As the Film department enrolls a higher number of students, there are more funds to keep their program running. Though the cost of running the department is higher than others, their high enrollment numbers offset the department’s expenses.

Posey says he received around 25 e-mails regarding the new fee, and only a couple of phone calls.

“It seemed to be more on the Facebook page that students were venting about the fee,” Posey says. “There are some who want to try to continue to link the fee to other items not related to education.”

Some students requested a breakdown of the school’s budget, but as a private company, SFUAD is under no obligation to make those details available.

“I don’t think every student wants to know everything [the program fee] is spent on.

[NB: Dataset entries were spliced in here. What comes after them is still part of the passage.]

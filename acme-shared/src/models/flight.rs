use serde::{Deserialize, Serialize};
use chrono::{DateTime, Utc};

/// A scheduled route entry. Seeded at startup and never mutated afterwards.
#[derive(Debug, Clone, Serialize, Deserialize, PartialEq, Eq)]
#[serde(rename_all = "camelCase")]
pub struct Flight {
    pub id: String,
    pub origin: String,
    pub destination: String,
    pub departure_time: DateTime<Utc>,
    pub arrival_time: DateTime<Utc>,
}

impl Flight {
    pub fn new(
        id: impl Into<String>,
        origin: impl Into<String>,
        destination: impl Into<String>,
        departure_time: DateTime<Utc>,
        arrival_time: DateTime<Utc>,
    ) -> Self {
        Self {
            id: id.into(),
            origin: origin.into(),
            destination: destination.into(),
            departure_time,
            arrival_time,
        }
    }

    /// Case-insensitive exact match on both route ends.
    pub fn serves_route(&self, origin: &str, destination: &str) -> bool {
        self.origin.to_lowercase() == origin.to_lowercase()
            && self.destination.to_lowercase() == destination.to_lowercase()
    }
}
use serde::{Deserialize, Serialize};
use chrono::{DateTime, Utc};
use std::fmt;
use crate::pii::Masked;

/// Booking lifecycle. Only `Confirmed -> Cancelled` is allowed.
#[derive(Debug, Clone, Copy, Serialize, Deserialize, PartialEq, Eq)]
#[serde(rename_all = "SCREAMING_SNAKE_CASE")]
pub enum BookingStatus {
    Confirmed,
    Cancelled,
}

impl fmt::Display for BookingStatus {
    fn fmt(&self, f: &mut fmt::Formatter<'_>) -> fmt::Result {
        match self {
            BookingStatus::Confirmed => write!(f, "CONFIRMED"),
            BookingStatus::Cancelled => write!(f, "CANCELLED"),
        }
    }
}

/// Contact details attached to a booking. Replaced wholesale, never patched.
#[derive(Clone, Serialize, Deserialize, PartialEq, Eq)]
pub struct Passenger {
    pub name: String,
    pub email: String,
    pub phone: String,
}

impl Passenger {
    pub fn new(name: impl Into<String>, email: impl Into<String>, phone: impl Into<String>) -> Self {
        Self {
            name: name.into(),
            email: email.into(),
            phone: phone.into(),
        }
    }
}

impl fmt::Debug for Passenger {
    fn fmt(&self, f: &mut fmt::Formatter<'_>) -> fmt::Result {
        f.debug_struct("Passenger")
            .field("name", &self.name)
            .field("email", &Masked(&self.email))
            .field("phone", &Masked(&self.phone))
            .finish()
    }
}

/// A passenger's reservation against a flight.
#[derive(Debug, Clone, Serialize, Deserialize, PartialEq, Eq)]
#[serde(rename_all = "camelCase")]
pub struct Booking {
    pub id: String,
    pub flight_id: String,
    pub passenger: Passenger,
    pub booked_at: DateTime<Utc>,
    pub status: BookingStatus,
}

impl Booking {
    /// New confirmed booking stamped with the current time.
    pub fn confirmed(id: String, flight_id: String, passenger: Passenger) -> Self {
        Self {
            id,
            flight_id,
            passenger,
            booked_at: Utc::now(),
            status: BookingStatus::Confirmed,
        }
    }

    /// Same booking with a different passenger; id, flight, timestamp and status are kept.
    pub fn with_passenger(&self, passenger: Passenger) -> Self {
        Self {
            passenger,
            ..self.clone()
        }
    }

    /// Cancelled copy of this booking. Already-cancelled bookings come back unchanged.
    pub fn cancelled(&self) -> Self {
        Self {
            status: BookingStatus::Cancelled,
            ..self.clone()
        }
    }

    pub fn is_cancelled(&self) -> bool {
        self.status == BookingStatus::Cancelled
    }
}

I think they want an understanding of what that fee is for and what it’s providing for their program,” Posey says. “I understand that it seems to have come out of left field. It wasn’t explained well. In addition to being right before term started, we didn’t explain what the fee was for. We just said ‘classroom supplies.’ That’s not what it’s for. It’s for program costs. Some departments, that’s a little more obvious. Visual Arts, Film, those are a little obvious as to what they’re getting for that. Creative Writing, Photography, Performing Arts, those are a little less clear, so we should have communicated earlier and we should have had a more detailed communication.”